If the past year has taught us nothing else, it's that sending love out into the world through selfless acts of kindness can have a positive ripple effect on people and communities. People all over the United States seemed to have gotten the message — 71% of those surveyed by the World Giving Index helped a stranger in need in 2020. A nonprofit survey found 90% helped others by running errands, calling, texting and sending care packages. Many people needed a boost last year in one way or another and obliging good neighbors heeded the call over and over again — and continue to make a positive impact through their actions in this new year.

Upworthy and P&G Good Everyday wanted to help keep kindness going strong, so they partnered up to create the Lead with Love Fund. The fund awards do-gooders in communities around the country with grants to help them continue on with their unique missions. Hundreds of nominations came pouring in and five winners were selected based on three criteria: the impact of action, uniqueness, and "Upworthy-ness" of their story.

Here's a look at the five winners:

Edith Ornelas, co-creator of Mariposas Collective in Memphis, Tenn.

Edith Ornelas has a deep-rooted connection to the asylum-seeking immigrant families she brings food and supplies to families in Memphis, Tenn.

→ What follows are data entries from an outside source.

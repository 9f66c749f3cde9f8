use super::engine::{EngineInfo, Target};
use super::recovery::MmuFaultInfo;
use parking_lot::Mutex;
use std::collections::HashSet;
use std::fmt;
use std::sync::Arc;
use std::time::Duration;

/// Whether blocking hardware waits follow the wall clock.
#[derive(Debug, Clone, Copy, PartialEq, Eq, Default)]
pub enum Timing {
    #[default]
    Wallclock,
    /// The device does not run in real time; waits are treated as already complete.
    Simulated,
}

/// Backoff and deadlines for polling hardware pending bits.
#[derive(Debug, Clone, Copy)]
pub struct PollConfig {
    pub initial_delay: Duration,
    pub max_delay: Duration,
    pub runlist_timeout: Duration,
    pub preempt_timeout: Duration,
    pub idle_timeout: Duration,
}

impl Default for PollConfig {
    fn default() -> Self {
        Self {
            initial_delay: Duration::from_micros(10),
            max_delay: Duration::from_micros(200),
            runlist_timeout: Duration::from_secs(3),
            preempt_timeout: Duration::from_secs(3),
            idle_timeout: Duration::from_secs(3),
        }
    }
}

impl PollConfig {
    #[must_use]
    pub const fn with_delays(mut self, initial: Duration, max: Duration) -> Self {
        self.initial_delay = initial;
        self.max_delay = max;
        self
    }

    /// Sets the runlist, preempt and idle deadlines to the same value.
    #[must_use]
    pub const fn with_timeout(mut self, timeout: Duration) -> Self {
        self.runlist_timeout = timeout;
        self.preempt_timeout = timeout;
        self.idle_timeout = timeout;
        self
    }

    #[must_use]
    pub const fn with_runlist_timeout(mut self, timeout: Duration) -> Self {
        self.runlist_timeout = timeout;
        self
    }

    #[must_use]
    pub const fn with_preempt_timeout(mut self, timeout: Duration) -> Self {
        self.preempt_timeout = timeout;
        self
    }
}

/// Group timeslice as encoded in the runlist: `timeout << scale` scheduler ticks.
#[derive(Debug, Clone, Copy, PartialEq, Eq)]
pub struct Timeslice {
    pub scale: u8,
    pub timeout: u8,
}

impl Default for Timeslice {
    fn default() -> Self {
        Self {
            scale: 3,
            timeout: 128,
        }
    }
}

/// Decides whether the engine reset for a fault should wait until the faulting context is
/// released, typically because a debugger is attached to it and wants to inspect state.
pub trait DeferPolicy: Send + Sync + fmt::Debug {
    fn defer_reset(&self, target: Target, fault: &MmuFaultInfo) -> bool;
}

/// Never defers; every fault resets its engine immediately.
#[derive(Debug, Default, Clone, Copy)]
pub struct NeverDefer;

impl DeferPolicy for NeverDefer {
    fn defer_reset(&self, _target: Target, _fault: &MmuFaultInfo) -> bool {
        false
    }
}

/// Defers resets for contexts that have a debug session attached.
#[derive(Debug, Default)]
pub struct DebugSessions {
    attached: Mutex<HashSet<Target>>,
}

impl DebugSessions {
    #[must_use]
    pub fn new() -> Self {
        Self::default()
    }

    pub fn attach(&self, target: Target) {
        self.attached.lock().insert(target);
    }

    pub fn detach(&self, target: Target) {
        self.attached.lock().remove(&target);
    }
}

impl DeferPolicy for DebugSessions {
    fn defer_reset(&self, target: Target, _fault: &MmuFaultInfo) -> bool {
        self.attached.lock().contains(&target)
    }
}

/// Static description of the scheduler: pool sizes, engines and timing.
#[derive(Debug, Clone)]
pub struct FifoConfig {
    pub num_channels: u32,
    pub num_groups: u32,
    pub engines: Vec<EngineInfo>,
    pub poll: PollConfig,
    pub timing: Timing,
    pub timeslice: Timeslice,
    pub defer: Arc<dyn DeferPolicy>,
}

impl FifoConfig {
    #[must_use]
    pub fn new(num_channels: u32, num_groups: u32) -> Self {
        Self {
            num_channels,
            num_groups,
            engines: Vec::new(),
            poll: PollConfig::default(),
            timing: Timing::default(),
            timeslice: Timeslice::default(),
            defer: Arc::new(NeverDefer),
        }
    }

    #[must_use]
    pub fn with_engine(mut self, engine: EngineInfo) -> Self {
        self.engines.push(engine);
        self
    }

    #[must_use]
    pub fn with_poll(mut self, poll: PollConfig) -> Self {
        self.poll = poll;
        self
    }

    #[must_use]
    pub fn with_timing(mut self, timing: Timing) -> Self {
        self.timing = timing;
        self
    }

    #[must_use]
    pub fn with_timeslice(mut self, timeslice: Timeslice) -> Self {
        self.timeslice = timeslice;
        self
    }

    #[must_use]
    pub fn with_defer_policy(mut self, policy: Arc<dyn DeferPolicy>) -> Self {
        self.defer = policy;
        self
    }
}
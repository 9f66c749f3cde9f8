//! Portable FIFO register map.
//!
//! Offsets and field positions follow the general shape of a discrete GPU's host interface
//! but are not bit-exact to any chip generation. Everything that touches a register goes
//! through these helpers so a different layout only needs changes here.

// ===============================================================================================
// Master Control
// ===============================================================================================

/// Engine enable register. Clearing a bit holds the unit in reset.
pub const PMC_ENABLE: u32 = 0x0000_0200;

// ===============================================================================================
// FIFO Interrupts
// ===============================================================================================

pub const FIFO_INTR_0: u32 = 0x0000_2100;
pub const FIFO_INTR_EN_0: u32 = 0x0000_2140;

pub const FIFO_INTR_0_BIND_ERROR: u32 = 1 << 0;
pub const FIFO_INTR_0_SCHED_ERROR: u32 = 1 << 8;
pub const FIFO_INTR_0_CHSW_ERROR: u32 = 1 << 16;
pub const FIFO_INTR_0_DROPPED_MMU_FAULT: u32 = 1 << 27;
pub const FIFO_INTR_0_MMU_FAULT: u32 = 1 << 28;
pub const FIFO_INTR_0_PBDMA_INTR: u32 = 1 << 29;
pub const FIFO_INTR_0_RUNLIST_EVENT: u32 = 1 << 30;
pub const FIFO_INTR_0_CHANNEL_INTR: u32 = 1 << 31;

/// Sticky error bits that are serviced by the error handler and cleared directly.
pub const FIFO_INTR_0_ERROR_MASK: u32 =
    FIFO_INTR_0_BIND_ERROR | FIFO_INTR_0_CHSW_ERROR | FIFO_INTR_0_DROPPED_MMU_FAULT;

/// Scheduler error code, valid while `FIFO_INTR_0_SCHED_ERROR` is pending.
pub const FIFO_INTR_SCHED_ERROR: u32 = 0x0000_254c;
pub const SCHED_ERROR_CODE_CTXSW_TIMEOUT: u32 = 0xa;

/// Bitmask of MMU fault IDs with a pending fault. Write 1 to clear.
pub const FIFO_INTR_MMU_FAULT_ID: u32 = 0x0000_259c;

/// Bitmask of PBDMA units with a pending interrupt.
pub const FIFO_INTR_PBDMA_ID: u32 = 0x0000_25a0;

/// Per-fault-ID fault snapshot registers.
#[must_use]
pub const fn fifo_intr_mmu_fault_inst(fault_id: u32) -> u32 {
    0x0000_2800 + fault_id * 16
}

#[must_use]
pub const fn fifo_intr_mmu_fault_lo(fault_id: u32) -> u32 {
    0x0000_2804 + fault_id * 16
}

#[must_use]
pub const fn fifo_intr_mmu_fault_hi(fault_id: u32) -> u32 {
    0x0000_2808 + fault_id * 16
}

#[must_use]
pub const fn fifo_intr_mmu_fault_info(fault_id: u32) -> u32 {
    0x0000_280c + fault_id * 16
}

pub const MMU_FAULT_INFO_TYPE_MASK: u32 = 0xf;
pub const MMU_FAULT_INFO_WRITE: u32 = 1 << 7;
pub const MMU_FAULT_INFO_CLIENT_SHIFT: u32 = 8;
pub const MMU_FAULT_INFO_CLIENT_MASK: u32 = 0x3f;
pub const MMU_FAULT_INFO_ENGINE_SUBID_GPC: u32 = 1 << 24;

/// The hardware halts scheduling on fault; writing the read value back resumes it.
pub const FIFO_ERROR_SCHED_DISABLE: u32 = 0x0000_262c;

// ===============================================================================================
// Scheduling
// ===============================================================================================

/// One bit per runlist; a set bit stops the scheduler from picking new work on that runlist.
pub const FIFO_SCHED_DISABLE: u32 = 0x0000_2630;

#[must_use]
pub const fn fifo_sched_disable_runlist(runlist_id: u32) -> u32 {
    1 << runlist_id
}

pub const FIFO_PREEMPT: u32 = 0x0000_2634;
pub const FIFO_PREEMPT_ID_MASK: u32 = 0xfff;
pub const FIFO_PREEMPT_TYPE_CHANNEL: u32 = 0 << 24;
pub const FIFO_PREEMPT_TYPE_TSG: u32 = 1 << 24;
pub const FIFO_PREEMPT_PENDING: u32 = 1 << 20;

#[must_use]
pub const fn fifo_runlist_base_lo(runlist_id: u32) -> u32 {
    0x0000_2270 + runlist_id * 0x10
}

#[must_use]
pub const fn fifo_runlist_base_hi(runlist_id: u32) -> u32 {
    0x0000_2274 + runlist_id * 0x10
}

/// Writing the entry count here hands the buffer at the base registers to the hardware.
#[must_use]
pub const fn fifo_runlist_submit(runlist_id: u32) -> u32 {
    0x0000_2278 + runlist_id * 0x10
}

pub const FIFO_RUNLIST_LENGTH_MASK: u32 = 0xffff;

#[must_use]
pub const fn fifo_eng_runlist(runlist_id: u32) -> u32 {
    0x0000_2400 + runlist_id * 8
}

pub const FIFO_ENG_RUNLIST_PENDING: u32 = 1 << 20;

/// Number of runlist register slots.
pub const MAX_RUNLISTS: u32 = 16;

/// Runlist buffers are addressed in 4 KiB units.
pub const RUNLIST_BASE_SHIFT: u32 = 12;

// ===============================================================================================
// Engine / PBDMA Status
// ===============================================================================================

#[must_use]
pub const fn fifo_engine_status(engine_id: u32) -> u32 {
    0x0000_2640 + engine_id * 8
}

#[must_use]
pub const fn fifo_pbdma_status(pbdma_id: u32) -> u32 {
    0x0000_3080 + pbdma_id * 4
}

pub const STATUS_ID_MASK: u32 = 0xfff;
pub const STATUS_ID_TYPE_TSG: u32 = 1 << 12;
pub const STATUS_CTX_SHIFT: u32 = 13;
pub const STATUS_CTX_MASK: u32 = 0x7;
pub const STATUS_NEXT_ID_SHIFT: u32 = 16;
pub const STATUS_NEXT_ID_TYPE_TSG: u32 = 1 << 28;
pub const STATUS_FAULTED: u32 = 1 << 30;
pub const STATUS_BUSY: u32 = 1 << 31;

pub const CTX_STATUS_INVALID: u32 = 0;
pub const CTX_STATUS_VALID: u32 = 1;
pub const CTX_STATUS_CTXSW_LOAD: u32 = 5;
pub const CTX_STATUS_CTXSW_SAVE: u32 = 6;
pub const CTX_STATUS_CTXSW_SWITCH: u32 = 7;

#[must_use]
pub const fn pbdma_intr_0(pbdma_id: u32) -> u32 {
    0x0004_0108 + pbdma_id * 0x2000
}

pub const MAX_PBDMAS: u32 = 8;

/// PBDMA interrupt bits that leave the channel's command stream unusable.
pub const PBDMA_INTR_0_DEVICE_MASK: u32 = 0x0000_ffff;

// ===============================================================================================
// Channel Control
// ===============================================================================================

#[must_use]
pub const fn ccsr_channel_inst(chid: u32) -> u32 {
    0x0080_0000 + chid * 8
}

#[must_use]
pub const fn ccsr_channel(chid: u32) -> u32 {
    0x0080_0004 + chid * 8
}

pub const CCSR_CHANNEL_INST_BIND: u32 = 1 << 31;
pub const CCSR_CHANNEL_INST_PTR_MASK: u32 = 0x0fff_ffff;
pub const CCSR_CHANNEL_ENABLE: u32 = 1 << 0;
pub const CCSR_CHANNEL_ENABLE_SET: u32 = 1 << 10;
pub const CCSR_CHANNEL_ENABLE_CLR: u32 = 1 << 11;

/// Instance blocks are addressed in 4 KiB units.
pub const INST_PTR_SHIFT: u32 = 12;

// ===============================================================================================
// Runlist Entry Format
// ===============================================================================================

/// Each runlist entry is two 32-bit words.
pub const RUNLIST_ENTRY_WORDS: usize = 2;
pub const RUNLIST_ENTRY_ID_MASK: u32 = 0xfff;
pub const RUNLIST_ENTRY_TYPE_TSG: u32 = 1 << 12;
pub const RUNLIST_ENTRY_TIMESLICE_SCALE_SHIFT: u32 = 16;
pub const RUNLIST_ENTRY_TIMESLICE_SCALE_MASK: u32 = 0xf;
pub const RUNLIST_ENTRY_TIMESLICE_TIMEOUT_SHIFT: u32 = 24;
pub const RUNLIST_ENTRY_TIMESLICE_TIMEOUT_MASK: u32 = 0xff;
use super::Fifo;
use super::channel::{ChannelRef, ChannelState};
use super::config::Timeslice;
use crate::error::{FifoError, FifoResult};
use parking_lot::Mutex;
use std::sync::atomic::{AtomicU32, Ordering};

#[derive(Debug, Default)]
pub(super) struct TsgInner {
    pub in_use: bool,
    pub runlist_id: u32,
    /// Member channel IDs in join order.
    pub members: Vec<u32>,
    pub timeslice: Timeslice,
}

/// A time-slice group: channels that share one scheduling slot.
#[derive(Debug)]
pub struct Tsg {
    id: u32,
    pub(super) inner: Mutex<TsgInner>,
    /// Members currently on the runlist. Only changed under the runlist lock.
    pub(super) active: AtomicU32,
}

impl Tsg {
    pub(super) fn new(id: u32) -> Self {
        Self {
            id,
            inner: Mutex::new(TsgInner::default()),
            active: AtomicU32::new(0),
        }
    }

    #[must_use]
    pub const fn id(&self) -> u32 {
        self.id
    }

    #[must_use]
    pub fn members(&self) -> Vec<u32> {
        self.inner.lock().members.clone()
    }

    #[must_use]
    pub fn active_count(&self) -> u32 {
        self.active.load(Ordering::Acquire)
    }
}

impl Fifo {
    pub(super) fn group(&self, gid: u32) -> FifoResult<&Tsg> {
        let tsg = self
            .groups
            .get(gid as usize)
            .ok_or(FifoError::InvalidGroup(gid))?;
        if !tsg.inner.lock().in_use {
            return Err(FifoError::InvalidGroup(gid));
        }
        Ok(tsg)
    }

    /// Allocates an empty group scheduled on `runlist_id`.
    pub fn create_group(&self, runlist_id: u32) -> FifoResult<u32> {
        self.runlist(runlist_id)?;
        let gid = self
            .free_groups
            .lock()
            .pop_first()
            .ok_or(FifoError::Exhausted)?;

        let tsg = &self.groups[gid as usize];
        *tsg.inner.lock() = TsgInner {
            in_use: true,
            runlist_id,
            members: Vec::new(),
            timeslice: self.config.timeslice,
        };
        tsg.active.store(0, Ordering::Release);
        log::debug!("fifo: created group {gid} on runlist {runlist_id}");
        Ok(gid)
    }

    /// Adds a channel that is not on its runlist to a group on the same runlist.
    pub fn bind_to_group(&self, gid: u32, ch: &ChannelRef) -> FifoResult<()> {
        let tsg = self.group(gid)?;
        let rl = self.runlist(ch.runlist_id())?;

        let _rl = rl.state.lock();
        let mut group = tsg.inner.lock();
        let mut inner = ch.inner.lock();

        if group.runlist_id != inner.runlist_id {
            return Err(FifoError::InvalidState(format!(
                "channel {} is on runlist {}, group {gid} on {}",
                ch.id(),
                inner.runlist_id,
                group.runlist_id
            )));
        }
        if inner.state != ChannelState::Bound {
            return Err(FifoError::InvalidState(format!(
                "channel {} is {:?}",
                ch.id(),
                inner.state
            )));
        }
        if let Some(other) = inner.group {
            return Err(FifoError::InvalidState(format!(
                "channel {} already belongs to group {other}",
                ch.id()
            )));
        }

        group.members.push(ch.id());
        inner.group = Some(gid);
        log::debug!("fifo: channel {} joined group {gid}", ch.id());
        Ok(())
    }

    /// Removes a channel from its group, taking it off the runlist first if needed.
    pub fn unbind_from_group(&self, ch: &ChannelRef) -> FifoResult<()> {
        let Some(gid) = ch.group() else {
            return Err(FifoError::InvalidState(format!(
                "channel {} is not in a group",
                ch.id()
            )));
        };
        if ch.state() == ChannelState::Active {
            self.update_runlist(ch.runlist_id(), Some(ch.id()), false, true)?;
        }
        self.leave_group(ch.id(), gid);
        Ok(())
    }

    pub(super) fn leave_group(&self, chid: u32, gid: u32) {
        let tsg = &self.groups[gid as usize];
        let ch = &self.channels[chid as usize];
        let rl = self.runlists.get(&ch.runlist_id());

        let _rl = rl.map(|rl| rl.state.lock());
        let mut group = tsg.inner.lock();
        group.members.retain(|&m| m != chid);
        ch.inner.lock().group = None;
        log::debug!("fifo: channel {chid} left group {gid}");
    }

    /// Releases an empty group.
    pub fn destroy_group(&self, gid: u32) -> FifoResult<()> {
        let tsg = self.group(gid)?;
        {
            let mut group = tsg.inner.lock();
            if !group.members.is_empty() {
                return Err(FifoError::InvalidState(format!(
                    "group {gid} still has {} channels",
                    group.members.len()
                )));
            }
            *group = TsgInner::default();
        }
        self.free_groups.lock().insert(gid);
        log::debug!("fifo: destroyed group {gid}");
        Ok(())
    }

    /// Member channel IDs of a group in join order.
    pub fn group_members(&self, gid: u32) -> FifoResult<Vec<u32>> {
        Ok(self.group(gid)?.members())
    }

    pub fn set_group_timeslice(&self, gid: u32, timeslice: Timeslice) -> FifoResult<()> {
        self.group(gid)?.inner.lock().timeslice = timeslice;
        Ok(())
    }
}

She was born in Jalisco, Mexico, and immigrated to the United States when she was 7 years old with her parents and sister. Edith grew up in Chicago, then moved to Memphis in 2016, where she quickly realized how few community programs existed for immigrants. Two years later, she helped create Mariposas Collective, which initially aimed to help families who had just been released from detention centers and were seeking asylum. The collective started out small but has since grown to approximately 400 volunteers.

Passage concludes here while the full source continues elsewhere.